On March 22, 1982, some 800 picketers clashed with members of the state and local police forces, who used tear gas to control the strikers. Governor J. Joseph Garrahy publicly apologized for the actions of the police, which appeared unduly severe to many Rhode Island residents. Although the strike legally continued after the tear-gas incident, the picket line largely disbanded. Many workers decided to move to other companies or work. In 1998, nearly seventeen years after the strike began, the Rhode Island Supreme Court ruled on an appeal in the legal battle, saying that Brown & Sharpe had not illegally forced the strike. By this point, both Brown & Sharpe and its erstwhile work force were retreating from manufacturing in Rhode Island.

During the long legal proceedings, Brown & Sharpe continued to change as a manufacturer and as an employer. During the 1980s and 1990s, the company concentrated on developing coordinate-measuring machines (CMMs), devices for dimensional measuring, as a more modern and larger progression to their established micrometers. The company began to lose money as it shifted production away from machine tools and toward advanced metrology equipment, losing $14.6 million in 1990. By 1993, employment in North Kingstown had fallen to 700, compared with 2,000 in 1982 and more than 3,500 in 1976. In 1994 Brown & Sharpe acquired DEA of Italy, an established manufacturer of CMMs.

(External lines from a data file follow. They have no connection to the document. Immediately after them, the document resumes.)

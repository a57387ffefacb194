//! §8 scenario: a ring of three tasks passing a lap counter through a chain
//! of message queues. Exercises `MessageQueue` send/recv blocking and, since
//! the token only ever has one owner at a time, doubles as a mutual-
//! exclusion sanity check: the lap counter must advance by exactly one per
//! trip around the ring, never more.
mod support;

use std::sync::atomic::{AtomicU32, Ordering};

use rt_kernel::clock::INFINITE;
use rt_kernel::sync::MessageQueue;
use rt_kernel::task::{self, TaskCb};

const TARGET_LAPS: u32 = 50;

static Q_TO_B: MessageQueue<1, 4> = MessageQueue::new();
static Q_TO_C: MessageQueue<1, 4> = MessageQueue::new();
static Q_TO_A: MessageQueue<1, 4> = MessageQueue::new();

static LAPS: AtomicU32 = AtomicU32::new(0);

static TASK_A: TaskCb = TaskCb::new("ring-a", 5, task_a_entry, 0);
static TASK_B: TaskCb = TaskCb::new("ring-b", 5, task_b_entry, 0);
static TASK_C: TaskCb = TaskCb::new("ring-c", 5, task_c_entry, 0);

fn task_a_entry(_arg: usize) {
    let mut buf = [0u8; 4];
    Q_TO_B.send(&0u32.to_le_bytes(), INFINITE).unwrap();
    loop {
        Q_TO_A.recv(&mut buf, INFINITE).unwrap();
        let count = u32::from_le_bytes(buf) + 1;
        LAPS.store(count, Ordering::SeqCst);
        if count >= TARGET_LAPS {
            return;
        }
        Q_TO_B.send(&count.to_le_bytes(), INFINITE).unwrap();
    }
}

fn task_b_entry(_arg: usize) {
    let mut buf = [0u8; 4];
    loop {
        Q_TO_B.recv(&mut buf, INFINITE).unwrap();
        Q_TO_C.send(&buf, INFINITE).unwrap();
    }
}

fn task_c_entry(_arg: usize) {
    let mut buf = [0u8; 4];
    loop {
        Q_TO_C.recv(&mut buf, INFINITE).unwrap();
        Q_TO_A.send(&buf, INFINITE).unwrap();
    }
}

#[test]
fn ring_of_three_advances_one_lap_at_a_time() {
    let port = support::install();
    port.spawn(&TASK_A);
    port.spawn(&TASK_B);
    port.spawn(&TASK_C);
    task::start(&TASK_A);
    task::start(&TASK_B);
    task::start(&TASK_C);

    support::wait_until(|| LAPS.load(Ordering::SeqCst) >= TARGET_LAPS);
}
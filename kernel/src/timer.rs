//! Timer objects: one-shot or periodic callbacks dispatched from the tick
//! handler (§4.5). A timer shares the same timed-wait ring as sleeping and
//! timed-blocked tasks (see `timeout.rs`) — it is never itself a task and
//! never blocks anything; firing just invokes a callback.
use crate::clock::Tick;
use crate::klock::{Cpu, CpuLockCell};
use crate::timeout::{self, TimedLink, TimedRef};

pub type TimerFn = fn(usize);

#[derive(Debug, Clone, Copy, PartialEq, Eq)]
pub enum TimerState {
    Stopped,
    Armed,
}

pub struct TimerCb {
    pub name: &'static str,
    proc: CpuLockCell<TimerFn>,
    arg: usize,

    pub(crate) timed: CpuLockCell<TimedLink>,
    pub(crate) start: CpuLockCell<Tick>,
    pub(crate) delay: CpuLockCell<Tick>,
    period: CpuLockCell<Tick>,
    state: CpuLockCell<TimerState>,
}

unsafe impl Sync for TimerCb {}

impl TimerCb {
    pub const fn new(name: &'static str, proc: TimerFn, arg: usize) -> Self {
        Self {
            name,
            proc: CpuLockCell::new(proc),
            arg,
            timed: CpuLockCell::new(TimedLink::new()),
            start: CpuLockCell::new(0),
            delay: CpuLockCell::new(crate::clock::INFINITE),
            period: CpuLockCell::new(0),
            state: CpuLockCell::new(TimerState::Stopped),
        }
    }

    /// A timer that never fires on its own: used only as the ring sentinel
    /// (`WAIT`, §4.2).
    pub const fn sentinel(name: &'static str) -> Self {
        Self::new(name, |_| {}, 0)
    }

    pub fn state(&self, cpu: Cpu<'_>) -> TimerState {
        self.state.get(cpu)
    }

    /// Redirect this timer's callback, effective starting with its next
    /// firing. Safe to call from inside the currently-running callback
    /// itself (§4.5's "current-timer" self-modification).
    pub fn set_proc(&self, proc: TimerFn) {
        crate::klock::with_lock(|cpu| self.proc.set(cpu, proc));
    }

    /// Override the delay this timer is re-armed with once its callback
    /// returns. Only meaningful for a periodic timer (`period != 0`); has no
    /// effect on a firing already in flight, only the one queued afterward.
    /// Safe to call from inside the currently-running callback itself.
    pub fn set_delay(&self, delay: Tick) {
        crate::klock::with_lock(|cpu| self.delay.set(cpu, delay));
    }
}

/// Arm `timer` to fire `delay` ticks from now, and every `period` ticks
/// thereafter (`period == 0` means one-shot).
pub fn start(timer: &'static TimerCb, delay: Tick) {
    start_periodic(timer, delay, 0);
}

pub fn start_periodic(timer: &'static TimerCb, delay: Tick, period: Tick) {
    let mut guard = crate::klock::lock();
    let cpu = guard.cpu();
    let now = crate::system::now(cpu);

    if timer.state(cpu) == TimerState::Armed {
        timeout::remove(cpu, TimedRef::Timer(timer));
    }
    timer.period.set(cpu, period);
    timer.state.set(cpu, TimerState::Armed);
    timeout::insert(cpu, TimedRef::Timer(timer), now, delay);
}

/// Arm `timer` as a one-shot firing at the absolute tick `deadline`, rather
/// than `delay` ticks from now.
pub fn start_until(timer: &'static TimerCb, deadline: Tick) {
    let mut guard = crate::klock::lock();
    let cpu = guard.cpu();
    let now = crate::system::now(cpu);
    let delay = deadline.wrapping_sub(now);

    if timer.state(cpu) == TimerState::Armed {
        timeout::remove(cpu, TimedRef::Timer(timer));
    }
    timer.period.set(cpu, 0);
    timer.state.set(cpu, TimerState::Armed);
    timeout::insert(cpu, TimedRef::Timer(timer), now, delay);
}

/// Disarm `timer`. No-op if already stopped.
pub fn stop(timer: &'static TimerCb) {
    let mut guard = crate::klock::lock();
    let cpu = guard.cpu();
    if timer.state(cpu) != TimerState::Armed {
        return;
    }
    timeout::remove(cpu, TimedRef::Timer(timer));
    timer.state.set(cpu, TimerState::Stopped);
}

/// Re-arm `timer` using the delay/period it was last started with, as if
/// just fired (without invoking `proc`).
pub fn start_next(timer: &'static TimerCb) {
    let mut guard = crate::klock::lock();
    let cpu = guard.cpu();
    let now = crate::system::now(cpu);
    let delay = timer.delay.get(cpu);
    if timer.state(cpu) == TimerState::Armed {
        timeout::remove(cpu, TimedRef::Timer(timer));
    }
    timer.state.set(cpu, TimerState::Armed);
    timeout::insert(cpu, TimedRef::Timer(timer), now, delay);
}

/// Called by `timeout::tick` when `timer`'s deadline has passed: invoke its
/// callback, then re-arm for `period` ticks if periodic, else stop.
///
/// `delay` is defaulted to `period` *before* the callback runs so that, if
/// the callback never touches it, re-arming below reproduces the unmodified
/// periodic cadence. The callback may still call `set_delay`/`set_proc` on
/// itself during the call to override either for its next firing; re-arming
/// always reads both fields after the callback returns, so such a
/// self-modification is never clobbered by the default.
pub(crate) fn fire(cpu: Cpu<'_>, timer: &'static TimerCb, now: Tick) {
    let period = timer.period.get(cpu);
    if period != 0 {
        timer.delay.set(cpu, period);
    }

    let proc = timer.proc.get(cpu);
    (proc)(timer.arg);

    if period == 0 {
        timer.state.set(cpu, TimerState::Stopped);
    } else {
        let delay = timer.delay.get(cpu);
        timeout::insert(cpu, TimedRef::Timer(timer), now, delay);
    }
}

#[cfg(test)]
mod tests {
    use super::*;
    use core::sync::atomic::{AtomicU32, Ordering};

    static ONE_SHOT_FIRES: AtomicU32 = AtomicU32::new(0);
    fn one_shot_cb(_arg: usize) {
        ONE_SHOT_FIRES.fetch_add(1, Ordering::SeqCst);
    }
    static ONE_SHOT: TimerCb = TimerCb::new("timer-one-shot", one_shot_cb, 0);

    /// P5: a one-shot timer fires exactly once, exactly at its deadline.
    #[test]
    fn one_shot_fires_exactly_once_at_its_deadline() {
        let _g = crate::test_support::setup();
        ONE_SHOT_FIRES.store(0, Ordering::SeqCst);
        crate::klock::with_lock(|cpu| {
            start(&ONE_SHOT, 10);
            assert_eq!(ONE_SHOT.state(cpu), TimerState::Armed);
        });
        for _ in 0..9 {
            crate::system::tick();
        }
        assert_eq!(ONE_SHOT_FIRES.load(Ordering::SeqCst), 0, "fired early");
        crate::system::tick();
        assert_eq!(ONE_SHOT_FIRES.load(Ordering::SeqCst), 1, "did not fire at deadline");
        for _ in 0..5 {
            crate::system::tick();
        }
        assert_eq!(ONE_SHOT_FIRES.load(Ordering::SeqCst), 1, "fired more than once");
        crate::klock::with_lock(|cpu| {
            assert_eq!(ONE_SHOT.state(cpu), TimerState::Stopped);
        });
    }

    static PERIODIC_FIRES: AtomicU32 = AtomicU32::new(0);
    fn periodic_cb(_arg: usize) {
        PERIODIC_FIRES.fetch_add(1, Ordering::SeqCst);
    }
    static PERIODIC: TimerCb = TimerCb::new("timer-periodic", periodic_cb, 0);

    /// P6: a periodic timer fires every `period` ticks, drift-free.
    #[test]
    fn periodic_timer_fires_every_period() {
        let _g = crate::test_support::setup();
        PERIODIC_FIRES.store(0, Ordering::SeqCst);
        start_periodic(&PERIODIC, 5, 5);
        for _ in 0..5 {
            crate::system::tick();
        }
        assert_eq!(PERIODIC_FIRES.load(Ordering::SeqCst), 1);
        for _ in 0..5 {
            crate::system::tick();
        }
        assert_eq!(PERIODIC_FIRES.load(Ordering::SeqCst), 2);
        for _ in 0..15 {
            crate::system::tick();
        }
        assert_eq!(PERIODIC_FIRES.load(Ordering::SeqCst), 5);
        stop(&PERIODIC);
        crate::klock::with_lock(|cpu| {
            assert_eq!(PERIODIC.state(cpu), TimerState::Stopped);
        });
    }

    static SELF_ADJUSTING_FIRES: AtomicU32 = AtomicU32::new(0);
    fn self_adjusting_cb(_arg: usize) {
        let n = SELF_ADJUSTING_FIRES.fetch_add(1, Ordering::SeqCst) + 1;
        SELF_ADJUSTING.set_delay(n * 2);
    }
    static SELF_ADJUSTING: TimerCb = TimerCb::new("timer-self-adjusting", self_adjusting_cb, 0);

    /// A timer callback may override its own re-arm delay (via `set_delay`)
    /// during the call; the handler honors the override instead of the
    /// period it started with.
    #[test]
    fn callback_can_override_its_own_rearm_delay() {
        let _g = crate::test_support::setup();
        SELF_ADJUSTING_FIRES.store(0, Ordering::SeqCst);
        start_periodic(&SELF_ADJUSTING, 2, 2);
        for _ in 0..2 {
            crate::system::tick();
        }
        assert_eq!(SELF_ADJUSTING_FIRES.load(Ordering::SeqCst), 1, "fires at its initial delay");
        for _ in 0..2 {
            crate::system::tick();
        }
        assert_eq!(SELF_ADJUSTING_FIRES.load(Ordering::SeqCst), 2, "second fire still at the unmodified period");
        for _ in 0..2 {
            crate::system::tick();
        }
        assert_eq!(
            SELF_ADJUSTING_FIRES.load(Ordering::SeqCst),
            2,
            "third fire delayed past the old period by the callback's override"
        );
        for _ in 0..2 {
            crate::system::tick();
        }
        assert_eq!(SELF_ADJUSTING_FIRES.load(Ordering::SeqCst), 3, "third fire lands where the override put it");
    }

    static INFINITE_PERIOD_FIRES: AtomicU32 = AtomicU32::new(0);
    fn infinite_period_cb(_arg: usize) {
        INFINITE_PERIOD_FIRES.fetch_add(1, Ordering::SeqCst);
    }
    static INFINITE_PERIOD: TimerCb = TimerCb::new("timer-infinite-period", infinite_period_cb, 0);

    /// §9 open question: an `INFINITE`-period timer is legal to arm but,
    /// once fired, never re-fires (re-arming at `now + INFINITE` never
    /// expires).
    #[test]
    fn infinite_period_fires_once_then_never_again() {
        let _g = crate::test_support::setup();
        INFINITE_PERIOD_FIRES.store(0, Ordering::SeqCst);
        start_periodic(&INFINITE_PERIOD, 3, crate::clock::INFINITE);
        for _ in 0..3 {
            crate::system::tick();
        }
        assert_eq!(INFINITE_PERIOD_FIRES.load(Ordering::SeqCst), 1);
        for _ in 0..50 {
            crate::system::tick();
        }
        assert_eq!(INFINITE_PERIOD_FIRES.load(Ordering::SeqCst), 1);
    }

    static STOPPED_BEFORE_FIRE: TimerCb = TimerCb::new("timer-stop-before-fire", |_| {}, 0);

    #[test]
    fn stop_before_deadline_prevents_firing() {
        let _g = crate::test_support::setup();
        start(&STOPPED_BEFORE_FIRE, 10);
        stop(&STOPPED_BEFORE_FIRE);
        crate::klock::with_lock(|cpu| {
            assert_eq!(STOPPED_BEFORE_FIRE.state(cpu), TimerState::Stopped);
            assert!(!crate::timeout::task_ring_order(cpu).contains(&"timer-stop-before-fire"));
        });
    }

    static UNTIL_FIRES: AtomicU32 = AtomicU32::new(0);
    fn until_cb(_arg: usize) {
        UNTIL_FIRES.fetch_add(1, Ordering::SeqCst);
    }
    static UNTIL: TimerCb = TimerCb::new("timer-until", until_cb, 0);

    #[test]
    fn start_until_arms_relative_to_an_absolute_deadline() {
        let _g = crate::test_support::setup();
        UNTIL_FIRES.store(0, Ordering::SeqCst);
        let deadline = crate::klock::with_lock(|cpu| crate::system::now(cpu).wrapping_add(7));
        start_until(&UNTIL, deadline);
        for _ in 0..6 {
            crate::system::tick();
        }
        assert_eq!(UNTIL_FIRES.load(Ordering::SeqCst), 0);
        crate::system::tick();
        assert_eq!(UNTIL_FIRES.load(Ordering::SeqCst), 1);
    }
}
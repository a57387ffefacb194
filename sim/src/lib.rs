//! A hosted [`rt_kernel::port::Port`] for tests and demos: every task gets a
//! real OS thread, but at most one of them is ever actually running — the
//! rest are parked on a condition variable, woken one at a time the same way
//! a bare-metal port swaps stacks. This buys single-core semantics by
//! baton-passing instead of true user-mode/fiber-based scheduling.
//!
//! A single reentrant lock (built on [`Mutex`] + [`Condvar`], keyed by
//! [`ThreadId`]) backs [`Port::set_lock`]/[`Port::clr_lock`] and doubles as
//! the real mutual-exclusion primitive that makes it sound for
//! [`rt_kernel::klock::CpuLockCell`] to assume only one OS thread ever
//! touches kernel state at a time, even though the tick thread and whichever
//! task is running are genuinely concurrent OS threads.
use std::sync::atomic::Ordering;
use std::sync::{Condvar, Mutex};
use std::thread::{self, ThreadId};
use std::time::Duration;

use log::trace;

use rt_kernel::clock::Tick;
use rt_kernel::port::Port;
use rt_kernel::task::TaskCb;

/// How the background clock thread advances the kernel's tick counter.
pub enum Clock {
    /// Call [`rt_kernel::system::tick`] once every `period` of wall-clock
    /// time, forever. What every demo and test in this crate uses.
    Periodic(Duration),
    /// Advance the counter only when [`Port::tmr_start`] schedules a
    /// deadline, for the kernel's `tickless` feature. Since
    /// [`rt_kernel::system::tick`] only ever advances the counter by one,
    /// the clock thread gets there by calling it `delta` times back to back
    /// just before the deadline rather than jumping the counter directly.
    Tickless { tick_period: Duration },
}

struct LockState {
    owner: Option<ThreadId>,
    depth: u32,
}

/// A park/wake point for one host thread standing in for a task (or, for
/// index 0, for whichever thread is currently playing the idle task — see
/// [`SimPort::ctx_switch_now`]).
struct Slot {
    ready: Mutex<bool>,
    cv: Condvar,
}

impl Slot {
    fn new() -> Self {
        Self {
            ready: Mutex::new(false),
            cv: Condvar::new(),
        }
    }

    fn park(&self) {
        let mut ready = self.ready.lock().unwrap();
        while !*ready {
            ready = self.cv.wait(ready).unwrap();
        }
        *ready = false;
    }

    fn wake(&self) {
        *self.ready.lock().unwrap() = true;
        self.cv.notify_one();
    }
}

pub struct SimPort {
    lock_state: Mutex<LockState>,
    lock_cv: Condvar,
    slots: Mutex<Vec<&'static Slot>>,
    clock: Clock,
    tmr_deadline: Mutex<Option<Tick>>,
    tmr_cv: Condvar,
}

impl SimPort {
    /// Build a port and leak it to `'static` — every kernel object in this
    /// crate's model is `'static`, ports are no exception (see `klock.rs`).
    pub fn new(clock: Clock) -> &'static SimPort {
        let port = Box::leak(Box::new(SimPort {
            lock_state: Mutex::new(LockState {
                owner: None,
                depth: 0,
            }),
            lock_cv: Condvar::new(),
            slots: Mutex::new(Vec::new()),
            clock,
            tmr_deadline: Mutex::new(None),
            tmr_cv: Condvar::new(),
        }));
        // Slot 0 is reserved for whichever thread is currently playing idle;
        // it is never handed out by `new_slot`.
        let idle_slot: &'static Slot = Box::leak(Box::new(Slot::new()));
        port.slots.lock().unwrap().push(idle_slot);
        port
    }

    /// Install `self` as the kernel's port, boot the scheduler, and start the
    /// background clock. Must be called exactly once, before spawning or
    /// starting any task.
    pub fn install(&'static self) {
        // Safety: called once, before any other kernel operation.
        unsafe { rt_kernel::port::set_port(self) };
        rt_kernel::system::boot();
        self.spawn_clock_thread();
    }

    /// Give `task` a dedicated host thread. The thread parks immediately and
    /// does not run until the kernel actually schedules `task` (via
    /// [`rt_kernel::task::start`]); it runs `task`'s entry point once it does,
    /// exactly like a bare-metal port dispatching onto a freshly stacked task.
    pub fn spawn(&'static self, task: &'static TaskCb) {
        let slot = self.new_slot();
        task.port_scratch.store(slot, Ordering::Release);
        let name = task.name.to_string();
        thread::Builder::new()
            .name(name)
            .spawn(move || {
                self.slot(slot).park();
                rt_kernel::system::on_switched_in(task);
                trace!("sim: dispatching {}", task.name);
                rt_kernel::system::dispatch(task);
            })
            .expect("rt_kernel_sim: failed to spawn task thread");
    }

    fn new_slot(&self) -> usize {
        let mut slots = self.slots.lock().unwrap();
        let slot: &'static Slot = Box::leak(Box::new(Slot::new()));
        slots.push(slot);
        slots.len() - 1
    }

    fn slot(&self, index: usize) -> &'static Slot {
        self.slots.lock().unwrap()[index]
    }

    fn wake_slot(&self, index: usize) {
        self.slot(index).wake();
    }

    /// Give up the virtual CPU without blocking the caller: the calling
    /// thread does not park, so it keeps running — whatever it does next
    /// (typically dropping its `CpuLockGuard`) is what actually lets the
    /// newly woken thread proceed, since that thread immediately tries to
    /// reacquire this same lock in [`Self::spawn`]'s `on_switched_in` call.
    fn release_virtual_cpu(&self) -> u32 {
        let mut s = self.lock_state.lock().unwrap();
        let depth = s.depth;
        s.depth = 0;
        s.owner = None;
        self.lock_cv.notify_all();
        depth
    }

    fn reacquire_virtual_cpu(&self, depth: u32) {
        let me = thread::current().id();
        let mut s = self.lock_state.lock().unwrap();
        while s.owner.is_some() {
            s = self.lock_cv.wait(s).unwrap();
        }
        s.owner = Some(me);
        s.depth = depth;
    }

    fn spawn_clock_thread(&'static self) {
        match &self.clock {
            Clock::Periodic(period) => {
                let period = *period;
                thread::spawn(move || loop {
                    thread::sleep(period);
                    rt_kernel::system::tick();
                });
            }
            Clock::Tickless { tick_period } => {
                let tick_period = *tick_period;
                thread::spawn(move || loop {
                    let deadline = {
                        let mut guard = self.tmr_deadline.lock().unwrap();
                        while guard.is_none() {
                            guard = self.tmr_cv.wait(guard).unwrap();
                        }
                        guard.take().unwrap()
                    };
                    let now = rt_kernel::system::now_tick();
                    let delta = deadline.wrapping_sub(now);
                    if delta > 0 && delta < Tick::MAX / 2 {
                        thread::sleep(tick_period.saturating_mul(delta));
                    }
                    for _ in 0..delta.max(1) {
                        rt_kernel::system::tick();
                    }
                });
            }
        }
    }
}

impl Port for SimPort {
    fn set_lock(&self) {
        let me = thread::current().id();
        let mut s = self.lock_state.lock().unwrap();
        loop {
            match s.owner {
                Some(owner) if owner == me => break,
                None => {
                    s.owner = Some(me);
                    break;
                }
                Some(_) => s = self.lock_cv.wait(s).unwrap(),
            }
        }
        s.depth += 1;
    }

    fn clr_lock(&self) {
        let mut s = self.lock_state.lock().unwrap();
        s.depth -= 1;
        if s.depth == 0 {
            s.owner = None;
            self.lock_cv.notify_all();
        }
    }

    fn is_locked(&self) -> bool {
        self.lock_state.lock().unwrap().depth > 0
    }

    /// Wake the scheduled task's thread if it differs from the one currently
    /// running, without blocking the caller. Soundness here leans on the
    /// woken thread immediately trying to reacquire the kernel lock (see
    /// [`Self::spawn`]): it cannot actually proceed until the caller's own
    /// critical section ends, even though both OS threads are briefly alive
    /// at once.
    fn ctx_switch(&self) {
        let current = rt_kernel::system::current_task();
        let target = rt_kernel::system::scheduled_task();
        if core::ptr::eq(current, target) {
            return;
        }
        self.wake_slot(target.port_scratch.load(Ordering::Acquire));
    }

    /// Hand the virtual CPU to the scheduled task and block the caller until
    /// it is handed back. This is the one `Port` method that genuinely
    /// blocks the calling OS thread — there is no separate "switch stacks"
    /// primitive in a hosted binary, so the switch and the wait for it to
    /// come back are the same operation here.
    fn ctx_switch_now(&self) {
        let current = rt_kernel::system::current_task();
        let target = rt_kernel::system::scheduled_task();
        if core::ptr::eq(current, target) {
            return;
        }
        let current_slot = current.port_scratch.load(Ordering::Acquire);
        let target_slot = target.port_scratch.load(Ordering::Acquire);

        trace!("sim: {} -> {}", current.name, target.name);
        let depth = self.release_virtual_cpu();
        self.wake_slot(target_slot);
        self.slot(current_slot).park();
        self.reacquire_virtual_cpu(depth);
        rt_kernel::system::on_switched_in(current);
        trace!("sim: {} resumed", current.name);
    }

    fn tmr_start(&self, deadline: Tick) {
        *self.tmr_deadline.lock().unwrap() = Some(deadline);
        self.tmr_cv.notify_one();
    }

    fn tmr_stop(&self) {
        *self.tmr_deadline.lock().unwrap() = None;
    }

    fn tmr_force(&self) {
        *self.tmr_deadline.lock().unwrap() = Some(0);
        self.tmr_cv.notify_one();
    }

    /// Nothing to idle into — the thread that calls this is, by definition,
    /// the one currently playing idle, and it is the `ctx_switch_now` dance
    /// above that actually parks it until something else is ready. This
    /// hook only exists so a port-level trace line shows up.
    fn wfi(&self) {
        trace!("sim: idle");
    }
}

In 2001, substantially all of the assets of the Brown & Sharpe Manufacturing Company, including the intellectual property, designs, trademarks, facilities and inventory, were acquired by Hexagon AB, although it did not acquire the Brown & Sharpe Manufacturing Company. The Brown & Sharpe brand of measurement products is manufactured by the Hexagon Metrology division of Hexagon AB, which retained many of the key individuals from the former Brown & Sharpe company. Since the acquisition, Brown & Sharpe-brand hand tools have been manufactured by Hexagon Metrology's TESA division in Switzerland.